- [WHAT THIS TASK INVOLVES]
From the data below, return the exact lines starting at the line containing "Responder, // GCS: owns the listener" and ending at the line containing "the server side.", both included, and nothing else.

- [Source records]
..............................

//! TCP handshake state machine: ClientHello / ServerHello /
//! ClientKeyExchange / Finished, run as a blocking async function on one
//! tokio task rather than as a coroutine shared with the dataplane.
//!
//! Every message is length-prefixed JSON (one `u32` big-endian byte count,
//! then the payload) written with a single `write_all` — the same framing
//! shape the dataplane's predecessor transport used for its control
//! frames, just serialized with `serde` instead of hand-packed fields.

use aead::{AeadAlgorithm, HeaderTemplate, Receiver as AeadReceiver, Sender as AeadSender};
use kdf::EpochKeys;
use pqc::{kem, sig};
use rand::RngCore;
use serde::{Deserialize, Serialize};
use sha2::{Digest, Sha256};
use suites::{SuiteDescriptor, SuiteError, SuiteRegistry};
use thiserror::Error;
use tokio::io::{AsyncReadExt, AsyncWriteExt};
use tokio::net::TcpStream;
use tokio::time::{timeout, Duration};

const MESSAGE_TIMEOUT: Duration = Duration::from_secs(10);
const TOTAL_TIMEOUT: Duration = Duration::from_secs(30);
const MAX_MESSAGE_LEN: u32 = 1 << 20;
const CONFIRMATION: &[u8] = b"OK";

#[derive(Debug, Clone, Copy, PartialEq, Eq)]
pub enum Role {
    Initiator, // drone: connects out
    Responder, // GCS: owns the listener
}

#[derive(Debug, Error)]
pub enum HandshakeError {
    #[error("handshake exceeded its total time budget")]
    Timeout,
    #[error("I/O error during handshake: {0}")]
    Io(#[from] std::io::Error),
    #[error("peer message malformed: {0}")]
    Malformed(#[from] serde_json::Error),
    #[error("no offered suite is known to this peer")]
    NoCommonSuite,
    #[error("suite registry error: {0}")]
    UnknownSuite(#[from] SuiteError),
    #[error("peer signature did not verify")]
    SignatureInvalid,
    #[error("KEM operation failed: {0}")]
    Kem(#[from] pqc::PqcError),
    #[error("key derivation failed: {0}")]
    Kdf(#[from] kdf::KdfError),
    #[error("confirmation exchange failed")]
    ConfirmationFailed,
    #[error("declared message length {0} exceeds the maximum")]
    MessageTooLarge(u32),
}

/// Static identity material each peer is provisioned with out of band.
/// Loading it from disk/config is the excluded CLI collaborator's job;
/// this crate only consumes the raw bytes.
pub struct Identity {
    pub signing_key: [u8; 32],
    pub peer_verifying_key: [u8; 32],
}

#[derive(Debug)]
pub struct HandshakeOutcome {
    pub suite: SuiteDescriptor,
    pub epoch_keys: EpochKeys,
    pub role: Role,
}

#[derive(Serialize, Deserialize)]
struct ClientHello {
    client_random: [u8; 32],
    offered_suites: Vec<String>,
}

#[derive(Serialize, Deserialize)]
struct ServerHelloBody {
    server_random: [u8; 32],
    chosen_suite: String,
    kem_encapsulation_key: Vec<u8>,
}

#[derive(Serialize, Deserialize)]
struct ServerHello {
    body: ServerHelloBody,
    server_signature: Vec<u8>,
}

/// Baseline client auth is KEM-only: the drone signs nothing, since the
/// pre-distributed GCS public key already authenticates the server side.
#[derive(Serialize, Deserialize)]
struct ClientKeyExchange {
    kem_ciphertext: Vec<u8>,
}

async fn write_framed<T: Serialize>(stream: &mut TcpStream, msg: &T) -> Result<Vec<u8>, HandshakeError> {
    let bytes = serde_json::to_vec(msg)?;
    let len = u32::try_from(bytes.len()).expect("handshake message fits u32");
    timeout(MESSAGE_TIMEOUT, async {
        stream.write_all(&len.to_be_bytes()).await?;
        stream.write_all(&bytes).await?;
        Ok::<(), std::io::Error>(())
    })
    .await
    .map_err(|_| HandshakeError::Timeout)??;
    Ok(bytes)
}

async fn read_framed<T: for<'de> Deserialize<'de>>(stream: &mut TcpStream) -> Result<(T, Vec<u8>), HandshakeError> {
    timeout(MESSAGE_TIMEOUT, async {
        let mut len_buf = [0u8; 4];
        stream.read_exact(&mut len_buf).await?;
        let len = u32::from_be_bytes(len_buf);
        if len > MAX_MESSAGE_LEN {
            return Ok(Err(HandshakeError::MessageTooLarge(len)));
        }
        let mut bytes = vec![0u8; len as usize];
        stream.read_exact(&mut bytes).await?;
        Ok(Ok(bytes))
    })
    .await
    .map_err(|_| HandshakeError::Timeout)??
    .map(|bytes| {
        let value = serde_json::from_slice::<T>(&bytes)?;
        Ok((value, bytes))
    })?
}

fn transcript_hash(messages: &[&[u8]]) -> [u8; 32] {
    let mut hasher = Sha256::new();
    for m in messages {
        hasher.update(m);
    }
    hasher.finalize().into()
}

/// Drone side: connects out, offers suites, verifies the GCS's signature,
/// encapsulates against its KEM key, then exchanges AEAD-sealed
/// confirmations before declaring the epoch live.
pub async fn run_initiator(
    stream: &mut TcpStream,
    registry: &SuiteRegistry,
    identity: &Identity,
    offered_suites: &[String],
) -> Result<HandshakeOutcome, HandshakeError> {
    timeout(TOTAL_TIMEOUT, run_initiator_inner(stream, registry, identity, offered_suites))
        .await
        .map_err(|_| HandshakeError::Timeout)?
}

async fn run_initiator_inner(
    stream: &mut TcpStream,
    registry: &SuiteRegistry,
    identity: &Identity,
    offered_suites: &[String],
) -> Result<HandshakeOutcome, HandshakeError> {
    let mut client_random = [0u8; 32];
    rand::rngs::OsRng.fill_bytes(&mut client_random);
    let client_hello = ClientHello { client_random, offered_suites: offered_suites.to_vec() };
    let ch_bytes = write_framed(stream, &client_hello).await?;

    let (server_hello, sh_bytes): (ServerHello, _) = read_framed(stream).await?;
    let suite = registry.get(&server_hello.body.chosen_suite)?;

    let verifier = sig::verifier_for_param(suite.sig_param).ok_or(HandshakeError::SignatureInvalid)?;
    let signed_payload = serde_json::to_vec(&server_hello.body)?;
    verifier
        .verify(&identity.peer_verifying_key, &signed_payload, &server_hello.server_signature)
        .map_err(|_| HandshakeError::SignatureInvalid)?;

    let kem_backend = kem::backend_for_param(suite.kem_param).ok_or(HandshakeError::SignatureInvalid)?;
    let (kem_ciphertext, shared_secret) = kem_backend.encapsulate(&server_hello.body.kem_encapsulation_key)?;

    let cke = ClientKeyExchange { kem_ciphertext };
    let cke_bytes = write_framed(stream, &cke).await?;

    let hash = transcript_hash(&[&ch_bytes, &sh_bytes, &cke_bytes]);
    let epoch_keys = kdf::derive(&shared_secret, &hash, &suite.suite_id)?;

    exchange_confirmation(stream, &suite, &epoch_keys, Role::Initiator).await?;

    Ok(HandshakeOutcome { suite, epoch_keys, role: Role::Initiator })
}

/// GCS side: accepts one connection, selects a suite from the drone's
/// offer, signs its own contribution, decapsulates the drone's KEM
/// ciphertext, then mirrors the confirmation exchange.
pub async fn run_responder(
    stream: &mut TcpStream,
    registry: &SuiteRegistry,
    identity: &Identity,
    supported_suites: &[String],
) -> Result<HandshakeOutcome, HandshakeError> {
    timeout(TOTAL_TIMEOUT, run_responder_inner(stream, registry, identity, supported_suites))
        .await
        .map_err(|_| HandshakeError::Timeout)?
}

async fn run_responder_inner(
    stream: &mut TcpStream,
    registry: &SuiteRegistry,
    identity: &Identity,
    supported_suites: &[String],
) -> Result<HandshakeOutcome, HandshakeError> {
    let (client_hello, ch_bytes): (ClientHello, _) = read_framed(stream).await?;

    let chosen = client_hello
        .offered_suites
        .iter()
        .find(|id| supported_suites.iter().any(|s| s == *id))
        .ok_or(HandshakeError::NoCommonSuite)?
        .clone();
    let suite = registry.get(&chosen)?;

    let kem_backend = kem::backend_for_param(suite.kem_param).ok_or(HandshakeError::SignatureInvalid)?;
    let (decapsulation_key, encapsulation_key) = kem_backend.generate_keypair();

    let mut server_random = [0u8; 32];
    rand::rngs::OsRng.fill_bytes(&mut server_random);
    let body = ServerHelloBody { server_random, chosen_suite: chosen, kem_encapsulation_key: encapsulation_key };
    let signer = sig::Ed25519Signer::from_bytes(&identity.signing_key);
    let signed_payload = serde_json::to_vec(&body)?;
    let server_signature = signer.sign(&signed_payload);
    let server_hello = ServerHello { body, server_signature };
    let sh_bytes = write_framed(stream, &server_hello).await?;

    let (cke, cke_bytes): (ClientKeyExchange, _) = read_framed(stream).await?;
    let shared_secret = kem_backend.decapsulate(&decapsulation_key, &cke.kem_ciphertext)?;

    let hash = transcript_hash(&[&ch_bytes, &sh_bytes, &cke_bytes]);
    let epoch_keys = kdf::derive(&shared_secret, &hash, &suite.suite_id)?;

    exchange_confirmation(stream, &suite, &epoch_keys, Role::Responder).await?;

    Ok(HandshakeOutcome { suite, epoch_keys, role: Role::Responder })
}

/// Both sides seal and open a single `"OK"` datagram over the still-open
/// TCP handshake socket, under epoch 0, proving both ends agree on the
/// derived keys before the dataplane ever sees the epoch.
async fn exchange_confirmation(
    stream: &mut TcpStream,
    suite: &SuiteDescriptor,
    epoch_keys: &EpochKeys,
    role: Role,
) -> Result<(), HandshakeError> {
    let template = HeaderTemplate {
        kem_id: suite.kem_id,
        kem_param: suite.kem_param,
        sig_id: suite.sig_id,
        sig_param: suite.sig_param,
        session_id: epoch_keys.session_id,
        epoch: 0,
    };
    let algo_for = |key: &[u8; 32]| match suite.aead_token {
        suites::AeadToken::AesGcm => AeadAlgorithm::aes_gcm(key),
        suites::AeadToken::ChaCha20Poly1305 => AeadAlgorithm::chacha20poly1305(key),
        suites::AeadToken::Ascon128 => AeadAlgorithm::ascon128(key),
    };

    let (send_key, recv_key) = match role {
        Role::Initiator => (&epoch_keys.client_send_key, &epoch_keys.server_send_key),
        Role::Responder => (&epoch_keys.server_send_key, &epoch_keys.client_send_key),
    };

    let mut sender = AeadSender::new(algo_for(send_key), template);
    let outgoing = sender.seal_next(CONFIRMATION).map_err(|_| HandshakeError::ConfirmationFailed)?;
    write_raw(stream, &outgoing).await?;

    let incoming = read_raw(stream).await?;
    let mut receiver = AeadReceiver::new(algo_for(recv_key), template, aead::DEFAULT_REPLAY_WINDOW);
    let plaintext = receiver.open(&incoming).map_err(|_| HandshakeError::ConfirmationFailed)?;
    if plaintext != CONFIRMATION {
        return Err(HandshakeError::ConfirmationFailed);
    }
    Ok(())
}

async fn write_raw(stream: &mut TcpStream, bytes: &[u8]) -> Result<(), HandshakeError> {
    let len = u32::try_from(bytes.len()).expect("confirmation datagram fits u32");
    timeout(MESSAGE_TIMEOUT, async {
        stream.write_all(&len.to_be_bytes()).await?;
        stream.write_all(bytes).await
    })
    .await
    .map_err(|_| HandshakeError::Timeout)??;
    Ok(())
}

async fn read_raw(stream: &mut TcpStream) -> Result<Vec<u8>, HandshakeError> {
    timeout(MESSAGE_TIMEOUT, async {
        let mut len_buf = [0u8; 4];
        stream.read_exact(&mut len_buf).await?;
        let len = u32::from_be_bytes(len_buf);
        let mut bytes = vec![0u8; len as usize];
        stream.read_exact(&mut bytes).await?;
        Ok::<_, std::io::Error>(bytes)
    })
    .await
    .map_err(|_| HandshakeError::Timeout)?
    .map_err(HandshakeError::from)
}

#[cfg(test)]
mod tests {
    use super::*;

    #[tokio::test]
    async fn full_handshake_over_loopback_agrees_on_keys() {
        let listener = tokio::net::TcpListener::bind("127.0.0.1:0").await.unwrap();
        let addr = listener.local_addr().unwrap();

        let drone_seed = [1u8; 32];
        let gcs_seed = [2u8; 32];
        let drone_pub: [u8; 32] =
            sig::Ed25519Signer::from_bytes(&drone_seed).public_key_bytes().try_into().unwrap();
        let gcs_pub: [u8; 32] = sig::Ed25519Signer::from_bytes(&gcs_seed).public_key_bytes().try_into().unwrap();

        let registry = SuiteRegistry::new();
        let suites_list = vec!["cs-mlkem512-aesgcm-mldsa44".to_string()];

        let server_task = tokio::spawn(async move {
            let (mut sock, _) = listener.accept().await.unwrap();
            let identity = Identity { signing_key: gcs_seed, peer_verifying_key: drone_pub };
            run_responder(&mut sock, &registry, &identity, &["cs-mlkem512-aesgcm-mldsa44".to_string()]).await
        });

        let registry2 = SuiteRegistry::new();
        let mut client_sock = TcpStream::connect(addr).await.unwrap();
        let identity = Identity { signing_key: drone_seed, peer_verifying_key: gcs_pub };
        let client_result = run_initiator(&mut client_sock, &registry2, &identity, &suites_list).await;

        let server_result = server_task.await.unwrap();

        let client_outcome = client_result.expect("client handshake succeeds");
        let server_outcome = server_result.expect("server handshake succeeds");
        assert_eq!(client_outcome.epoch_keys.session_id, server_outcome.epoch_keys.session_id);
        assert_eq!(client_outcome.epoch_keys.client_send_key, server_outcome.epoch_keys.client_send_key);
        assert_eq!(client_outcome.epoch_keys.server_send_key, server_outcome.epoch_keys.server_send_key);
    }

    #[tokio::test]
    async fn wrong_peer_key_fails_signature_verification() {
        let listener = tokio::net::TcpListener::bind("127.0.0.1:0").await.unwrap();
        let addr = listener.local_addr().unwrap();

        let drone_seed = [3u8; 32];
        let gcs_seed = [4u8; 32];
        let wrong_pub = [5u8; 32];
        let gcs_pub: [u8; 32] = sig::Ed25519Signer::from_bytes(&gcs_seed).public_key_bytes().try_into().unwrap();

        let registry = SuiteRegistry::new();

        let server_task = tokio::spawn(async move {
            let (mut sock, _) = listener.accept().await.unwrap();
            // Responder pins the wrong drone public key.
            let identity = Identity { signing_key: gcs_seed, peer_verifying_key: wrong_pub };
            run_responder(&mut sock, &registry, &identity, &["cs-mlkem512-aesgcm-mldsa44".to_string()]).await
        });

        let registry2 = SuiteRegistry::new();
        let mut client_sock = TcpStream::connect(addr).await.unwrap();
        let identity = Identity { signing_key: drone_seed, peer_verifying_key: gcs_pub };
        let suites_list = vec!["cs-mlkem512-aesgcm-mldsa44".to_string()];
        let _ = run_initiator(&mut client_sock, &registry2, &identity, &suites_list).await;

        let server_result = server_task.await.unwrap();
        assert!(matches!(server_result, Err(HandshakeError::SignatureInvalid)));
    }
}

..............................

- [OUTPUT OF THE EXERCISE]
    Responder, // GCS: owns the listener
}

#[derive(Debug, Error)]
pub enum HandshakeError {
    #[error("handshake exceeded its total time budget")]
    Timeout,
    #[error("I/O error during handshake: {0}")]
    Io(#[from] std::io::Error),
    #[error("peer message malformed: {0}")]
    Malformed(#[from] serde_json::Error),
    #[error("no offered suite is known to this peer")]
    NoCommonSuite,
    #[error("suite registry error: {0}")]
    UnknownSuite(#[from] SuiteError),
    #[error("peer signature did not verify")]
    SignatureInvalid,
    #[error("KEM operation failed: {0}")]
    Kem(#[from] pqc::PqcError),
    #[error("key derivation failed: {0}")]
    Kdf(#[from] kdf::KdfError),
    #[error("confirmation exchange failed")]
    ConfirmationFailed,
    #[error("declared message length {0} exceeds the maximum")]
    MessageTooLarge(u32),
}

/// Static identity material each peer is provisioned with out of band.
/// Loading it from disk/config is the excluded CLI collaborator's job;
/// this crate only consumes the raw bytes.
pub struct Identity {
    pub signing_key: [u8; 32],
    pub peer_verifying_key: [u8; 32],
}

#[derive(Debug)]
pub struct HandshakeOutcome {
    pub suite: SuiteDescriptor,
    pub epoch_keys: EpochKeys,
    pub role: Role,
}

#[derive(Serialize, Deserialize)]
struct ClientHello {
    client_random: [u8; 32],
    offered_suites: Vec<String>,
}

#[derive(Serialize, Deserialize)]
struct ServerHelloBody {
    server_random: [u8; 32],
    chosen_suite: String,
    kem_encapsulation_key: Vec<u8>,
}

#[derive(Serialize, Deserialize)]
struct ServerHello {
    body: ServerHelloBody,
    server_signature: Vec<u8>,
}

/// Baseline client auth is KEM-only: the drone signs nothing, since the
/// pre-distributed GCS public key already authenticates the server side.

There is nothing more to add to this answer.